Каждая комедия начинается прологом, и хотя термин этот достаточно распространен в литературе нового времени, у современного читателя с прологом ассоциируется небольшое вступление, чаще всего — повествовательного характера, вводящее зрителя в сюжетную экспозицию пьесы. У Аристофана пролог — совсем иной. Это достаточно обширная и очень оживленная игровая сцена с участием трех-четырех (а то и больше) действующих лиц; уже в прологе завязывается основной драматический конфликт пьесы, обрисовывается место в нем участников и достаточно четко определяется их сценический облик.
Если назначение пролога — при всем различии в его употреблении у Аристофана и у более поздних авторов — все же вполне понятно современному читателю, то функция следующих за ним частей древней комедии нуждается в более подробном объяснении.

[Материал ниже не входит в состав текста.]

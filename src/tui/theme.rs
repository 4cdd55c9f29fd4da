//! Terminal theme detection and color definitions

use ratatui::style::Color;

/// Terminal color scheme (dark or light background)
#[derive(Debug, Clone, Copy, PartialEq, Eq, Default)]
pub enum Theme {
    #[default]
    Dark,
    Light,
}

impl Theme {
    /// Auto-detect terminal theme from background luminance.
    /// Must be called **before** entering raw mode (ratatui::init).
    /// Falls back to Dark if detection fails.
    pub fn detect() -> Self {
        match terminal_light::luma() {
            Ok(luma) if luma > 0.6 => Self::Light,
            _ => Self::Dark,
        }
    }

    /// Primary text color (body text, table cells)
    pub fn text(self) -> Color {
        match self {
            Self::Dark => Color::White,
            Self::Light => Color::Black,
        }
    }

    /// Active/accent color (selected tabs, keybinding keys, category names)
    pub fn accent(self) -> Color {
        match self {
            Self::Dark => Color::Cyan,
            Self::Light => Color::Indexed(25), // dark blue (ANSI 256)
        }
    }

    /// Secondary/muted text (separators, inactive tabs, hints)
    pub fn muted(self) -> Color {
        match self {
            Self::Dark => Color::DarkGray,
            Self::Light => Color::Gray,
        }
    }

    /// Section and panel headings
    pub fn heading(self) -> Color {
        match self {
            Self::Dark => Color::Yellow,
            Self::Light => Color::Indexed(130), // dark orange/yellow (ANSI 256)
        }
    }

    /// Revenue and price text
    pub fn revenue(self) -> Color {
        match self {
            Self::Dark => Color::Magenta,
            Self::Light => Color::Indexed(90), // dark magenta (ANSI 256)
        }
    }

    /// Chart bars and active staff
    pub fn bar(self) -> Color {
        match self {
            Self::Dark => Color::Green,
            Self::Light => Color::Indexed(22), // dark green (ANSI 256)
        }
    }

    /// Load errors
    pub fn error(self) -> Color {
        match self {
            Self::Dark => Color::Red,
            Self::Light => Color::Indexed(124), // dark red (ANSI 256)
        }
    }

    /// Store warnings and skipped-record notes
    pub fn warning(self) -> Color {
        match self {
            Self::Dark => Color::Indexed(208), // orange (ANSI 256)
            Self::Light => Color::Indexed(166), // dark orange (ANSI 256)
        }
    }

    /// Color for a staff status label
    pub fn staff_status(self, active: bool) -> Color {
        if active {
            self.bar()
        } else {
            self.muted()
        }
    }
}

После того как в прологе выяснилась расстановка сил, принимающих участие в действии, орхестру (сценическую площадку) заполнял хор, исполнявший свою вступительную песнь, — парод(«выход»). Хор — традиционный участник древнегреческой драмы классического периода (V в. до н. э.), как трагедии, так и комедии. Однако трагический хор, даже в моменты наивысшего потрясения или величайшей радости, редко принимал непосредственное участие в действии. Иначе в комедии Аристофана: здесь хор часто самым активным образом вмешивался в отношения действующих лиц, поддерживал одного из них, преследовал другого, причем подчас дело доходило до самой откровенной потасовки. К тому же комедийный хор мог изображать вовсе не людей, а животных (например, лягушек), птиц или какие-нибудь фантастические существа (например, облака, спустившиеся на землю). Поскольку в пароде хор присоединялся к одной из сторон в уже наметившемся конфликте, эта часть комедии только усиливала напряжение, возникшее в прологе, и доводила его до высшей точки. Когда же страсти несколько успокаивались, наступало время обосновать наконец позиции враждующих сторон, — этой цели служил агон(«спор»), в котором каждый из антагонистов развивал аргументы в пользу задуманного или осуществленного им плана.

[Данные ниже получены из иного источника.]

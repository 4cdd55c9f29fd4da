use clap::Parser;
use salontrack::cli::Cli;

fn main() -> anyhow::Result<()> {
    let cli = Cli::parse();
    cli.run()
}
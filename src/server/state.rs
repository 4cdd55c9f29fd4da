//! Application state for the HTTP server.

use std::sync::Arc;
use std::time::Instant;

use crate::services::RecordStore;

/// Shared application state accessible from all route handlers.
pub struct AppState {
    /// Server start time for uptime tracking.
    pub start_time: Instant,
    pub store: RecordStore,
}

impl AppState {
    pub fn new(store: RecordStore) -> Arc<Self> {
        Arc::new(Self {
            start_time: Instant::now(),
            store,
        })
    }

    pub fn uptime_secs(&self) -> u64 {
        self.start_time.elapsed().as_secs()
    }
}
//! Insights and category catalog endpoints.

use std::sync::Arc;

use axum::{
    extract::{Query, State},
    routing::get,
    Json, Router,
};
use chrono::{Local, NaiveDate};
use serde::Deserialize;

use super::blocking;
use crate::server::error::{ApiError, ApiResult};
use crate::server::state::AppState;
use crate::services::{available_categories, InsightsAggregator};
use crate::types::{CategoryFilter, InsightsQuery, InsightsReport, Timeframe};

/// Query parameters for GET /api/insights
#[derive(Debug, Default, Deserialize)]
pub struct InsightsParams {
    #[serde(default)]
    pub timeframe: Timeframe,
    /// `all` or an exact category name
    #[serde(default)]
    pub category: Option<String>,
    /// Reference date `YYYY-MM-DD`; today when absent
    #[serde(default)]
    pub date: Option<String>,
}

impl InsightsParams {
    fn reference_date(&self) -> ApiResult<NaiveDate> {
        match self.date.as_deref() {
            None => Ok(Local::now().date_naive()),
            Some(raw) => NaiveDate::parse_from_str(raw, "%Y-%m-%d")
                .map_err(|_| ApiError::BadRequest(format!("invalid date {:?}, expected YYYY-MM-DD", raw))),
        }
    }

    fn query(&self) -> InsightsQuery {
        InsightsQuery {
            timeframe: self.timeframe,
            category: self
                .category
                .clone()
                .map(CategoryFilter::from)
                .unwrap_or_default(),
        }
    }
}

/// GET /api/insights
pub async fn get_insights(
    State(state): State<Arc<AppState>>,
    Query(params): Query<InsightsParams>,
) -> ApiResult<Json<InsightsReport>> {
    let today = params.reference_date()?;
    let query = params.query();

    let snapshot = blocking(&state, |store| store.snapshot()).await?;
    let report = InsightsAggregator::aggregate(
        &snapshot.appointments,
        &snapshot.services,
        &query,
        today,
    );

    tracing::debug!(
        timeframe = query.timeframe.label(),
        category = %query.category,
        rows = report.rows.len(),
        diagnostics = ?report.diagnostics,
        "insights computed"
    );
    Ok(Json(report))
}

/// GET /api/categories
pub async fn list_categories(State(state): State<Arc<AppState>>) -> ApiResult<Json<Vec<String>>> {
    let listing = blocking(&state, |store| store.services()).await?;
    Ok(Json(available_categories(&listing.records)))
}

pub fn router() -> Router<Arc<AppState>> {
    Router::new()
        .route("/insights", get(get_insights))
        .route("/categories", get(list_categories))
}

#[cfg(test)]
mod tests {
    use super::*;
    use crate::services::RecordStore;
    use axum::{
        body::{to_bytes, Body},
        http::{Request, StatusCode},
    };
    use serde_json::{json, Value};
    use tempfile::TempDir;
    use tower::ServiceExt;

    fn seeded_app() -> (Router, TempDir) {
        let temp_dir = TempDir::new().unwrap();
        let path = temp_dir.path().join("salonData.json");
        std::fs::write(
            &path,
            json!({
                "services": [
                    {"id": 1, "name": "Men's Haircut", "category": "Haircuts", "price": 45},
                    {"id": 2, "name": "Balayage", "category": "Color", "price": 180},
                    {"id": 3, "name": "Scalp Treatment", "category": "Treatment", "price": 60}
                ],
                "appointments": [
                    {"id": 1, "service": "men's haircut", "date": "2025-11-08", "price": 45},
                    {"id": 2, "service": "Balayage", "date": "2025-11-20", "price": 180},
                    {"id": 3, "service": "Balayage", "date": "2025-03-02", "price": 175},
                    {"id": 4, "service": "Mystery", "date": "2025-11-09", "price": 30}
                ]
            })
            .to_string(),
        )
        .unwrap();
        let app = Router::new()
            .nest("/api", router())
            .with_state(AppState::new(RecordStore::new(path)));
        (app, temp_dir)
    }

    async fn get_json(app: Router, uri: &str) -> (StatusCode, Value) {
        let resp = app
            .oneshot(Request::builder().uri(uri).body(Body::empty()).unwrap())
            .await
            .unwrap();
        let status = resp.status();
        let body = to_bytes(resp.into_body(), usize::MAX).await.unwrap();
        (status, serde_json::from_slice(&body).unwrap())
    }

    #[tokio::test]
    async fn test_monthly_insights() {
        let (app, _temp) = seeded_app();
        let (status, report) = get_json(app, "/api/insights?date=2025-11-15").await;

        assert_eq!(status, StatusCode::OK);
        assert_eq!(
            report["rows"],
            json!([
                {"name": "Haircuts", "count": 1, "revenue": 45.0},
                {"name": "Color", "count": 1, "revenue": 180.0},
                {"name": "Uncategorized", "count": 1, "revenue": 30.0}
            ])
        );
        assert_eq!(report["diagnostics"]["unmatchedServices"], 1);
    }

    #[tokio::test]
    async fn test_yearly_category_filter() {
        let (app, _temp) = seeded_app();
        let (status, report) =
            get_json(app, "/api/insights?timeframe=yearly&category=Color&date=2025-12-31").await;

        assert_eq!(status, StatusCode::OK);
        assert_eq!(
            report["rows"],
            json!([{"name": "Color", "count": 2, "revenue": 355.0}])
        );
    }

    #[tokio::test]
    async fn test_invalid_date_is_bad_request() {
        let (app, _temp) = seeded_app();
        let (status, body) = get_json(app, "/api/insights?date=15/11/2025").await;

        assert_eq!(status, StatusCode::BAD_REQUEST);
        assert!(body["message"].as_str().unwrap().contains("YYYY-MM-DD"));
    }

    #[tokio::test]
    async fn test_categories_union() {
        let (app, _temp) = seeded_app();
        let (status, categories) = get_json(app, "/api/categories").await;

        assert_eq!(status, StatusCode::OK);
        assert_eq!(
            categories,
            json!(["Haircuts", "Color", "Nails", "Styling", "Treatment"])
        );
    }
}
//! API route handlers.

pub mod health;
pub mod insights;
pub mod records;

use std::sync::Arc;

use axum::Router;
use tokio::task::JoinError;

use crate::server::state::AppState;
use crate::services::RecordStore;

/// Create the combined API router with all routes under /api prefix.
///
/// Routes:
/// - GET /api/health - Health check
/// - GET, POST /api/staff - List or add staff members
/// - GET, POST /api/services - List or add services
/// - PUT, DELETE /api/services/{id} - Edit or remove a service
/// - GET, POST /api/appointments - List or add appointments
/// - GET /api/clients - Legacy client list
/// - GET /api/categories - Default and in-use service categories
/// - GET /api/insights - Category counts and revenue for a timeframe
pub fn api_routes(state: Arc<AppState>) -> Router {
    Router::new()
        .nest("/api", health::router())
        .nest("/api", records::router())
        .nest("/api", insights::router())
        .with_state(state)
}

/// Run a store call on the blocking pool; the store does synchronous file I/O.
pub(crate) async fn blocking<T, F>(state: &Arc<AppState>, f: F) -> Result<T, JoinError>
where
    F: FnOnce(&RecordStore) -> T + Send + 'static,
    T: Send + 'static,
{
    let state = Arc::clone(state);
    tokio::task::spawn_blocking(move || f(&state.store)).await
}

#[cfg(test)]
mod tests {
    use super::*;
    use axum::{
        body::{to_bytes, Body},
        http::{Request, StatusCode},
    };
    use tempfile::TempDir;
    use tower::ServiceExt;

    #[tokio::test]
    async fn test_api_routes_health() {
        let temp_dir = TempDir::new().unwrap();
        let state = AppState::new(RecordStore::new(temp_dir.path().join("salonData.json")));
        let app = api_routes(state);

        let resp = app
            .oneshot(Request::builder().uri("/api/health").body(Body::empty()).unwrap())
            .await
            .unwrap();

        assert_eq!(resp.status(), StatusCode::OK);
        let body = to_bytes(resp.into_body(), usize::MAX).await.unwrap();
        let health: health::HealthResponse = serde_json::from_slice(&body).unwrap();
        assert_eq!(health.status, "ok");
    }

    #[tokio::test]
    async fn test_unknown_route_is_404() {
        let temp_dir = TempDir::new().unwrap();
        let state = AppState::new(RecordStore::new(temp_dir.path().join("salonData.json")));
        let resp = api_routes(state)
            .oneshot(Request::builder().uri("/api/payroll").body(Body::empty()).unwrap())
            .await
            .unwrap();

        assert_eq!(resp.status(), StatusCode::NOT_FOUND);
    }
}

По своему происхождению комедийный агон восходил к ритуальному состязанию двух хоров. В соответствии с этим и в комедии Аристофана хор выказывал живейшую заинтересованность в исходе спора и иногда даже делился на две партии, причем каждая поддерживала своего «героя». Однако решающая роль в агоне уже перешла к индивидуальным противникам, и чаще хор просто побуждал их к мобилизации всех средств убеждения. Последнее слово в споре принадлежало, как правило, тому из персонажей, на чьей стороне находились симпатии автора. Естественно, что и хор принимал сторону этого действующего лица, прославляя в нем удачливого соперника.

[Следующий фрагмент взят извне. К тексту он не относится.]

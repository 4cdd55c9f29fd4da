//! CRUD endpoints for staff, services, appointments and clients.

use std::sync::Arc;

use axum::{
    extract::{Path, State},
    http::StatusCode,
    routing::{get, put},
    Json, Router,
};
use serde_json::Value;

use super::blocking;
use crate::server::error::{ApiError, ApiResult};
use crate::server::state::AppState;
use crate::types::{with_staff_defaults, Collection};

async fn list(state: Arc<AppState>, collection: Collection) -> ApiResult<Json<Vec<Value>>> {
    let records = blocking(&state, move |store| store.list_raw(collection)).await?;
    Ok(Json(records))
}

async fn create(
    state: Arc<AppState>,
    collection: Collection,
    body: Value,
) -> ApiResult<(StatusCode, Json<Value>)> {
    let record = blocking(&state, move |store| store.create(collection, body))
        .await?
        .map_err(|e| ApiError::from_store(collection, e))?;
    Ok((StatusCode::CREATED, Json(record)))
}

/// GET /api/staff
pub async fn list_staff(State(state): State<Arc<AppState>>) -> ApiResult<Json<Vec<Value>>> {
    list(state, Collection::Staff).await
}

/// POST /api/staff - new members default to active, rating 5.0, no completed services.
pub async fn create_staff(
    State(state): State<Arc<AppState>>,
    Json(body): Json<Value>,
) -> ApiResult<(StatusCode, Json<Value>)> {
    create(state, Collection::Staff, with_staff_defaults(body)).await
}

/// GET /api/services
pub async fn list_services(State(state): State<Arc<AppState>>) -> ApiResult<Json<Vec<Value>>> {
    list(state, Collection::Services).await
}

/// POST /api/services
pub async fn create_service(
    State(state): State<Arc<AppState>>,
    Json(body): Json<Value>,
) -> ApiResult<(StatusCode, Json<Value>)> {
    create(state, Collection::Services, body).await
}

/// PUT /api/services/{id} - shallow merge over the stored record.
pub async fn update_service(
    State(state): State<Arc<AppState>>,
    Path(id): Path<u64>,
    Json(body): Json<Value>,
) -> ApiResult<Json<Value>> {
    let record = blocking(&state, move |store| {
        store.update(Collection::Services, id, body)
    })
    .await?
    .map_err(|e| ApiError::from_store(Collection::Services, e))?;
    Ok(Json(record))
}

/// DELETE /api/services/{id}
pub async fn delete_service(
    State(state): State<Arc<AppState>>,
    Path(id): Path<u64>,
) -> ApiResult<StatusCode> {
    blocking(&state, move |store| store.delete(Collection::Services, id))
        .await?
        .map_err(|e| ApiError::from_store(Collection::Services, e))?;
    Ok(StatusCode::NO_CONTENT)
}

/// GET /api/appointments
pub async fn list_appointments(
    State(state): State<Arc<AppState>>,
) -> ApiResult<Json<Vec<Value>>> {
    list(state, Collection::Appointments).await
}

/// POST /api/appointments
pub async fn create_appointment(
    State(state): State<Arc<AppState>>,
    Json(body): Json<Value>,
) -> ApiResult<(StatusCode, Json<Value>)> {
    create(state, Collection::Appointments, body).await
}

/// GET /api/clients - legacy, read-only
pub async fn list_clients(State(state): State<Arc<AppState>>) -> ApiResult<Json<Vec<Value>>> {
    list(state, Collection::Clients).await
}

pub fn router() -> Router<Arc<AppState>> {
    Router::new()
        .route("/staff", get(list_staff).post(create_staff))
        .route("/services", get(list_services).post(create_service))
        .route("/services/{id}", put(update_service).delete(delete_service))
        .route(
            "/appointments",
            get(list_appointments).post(create_appointment),
        )
        .route("/clients", get(list_clients))
}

Победа в агоне главного персонажа, в сущности, исчерпывала чисто логическое содержание спора, составлявшего идейную основу конфликта в данной комедии. Теперь оставалось только подкрепить примерами правоту победителя, — поэтому всю вторую половину пьесы занимала вереница отдельных сценок — эписодиев (т. е. «привхождений») с участием различных персонажей, которые пытались извлечь для себя выгоды из создавшейся ситуации. Поскольку, однако, герой обычно не выражал ни малейшего желания делиться плодами одержанной победы, а непрошеные любители таскать каштаны из огня чужими руками проявляли назойливость, в дело приходилось пускать кулаки и палки.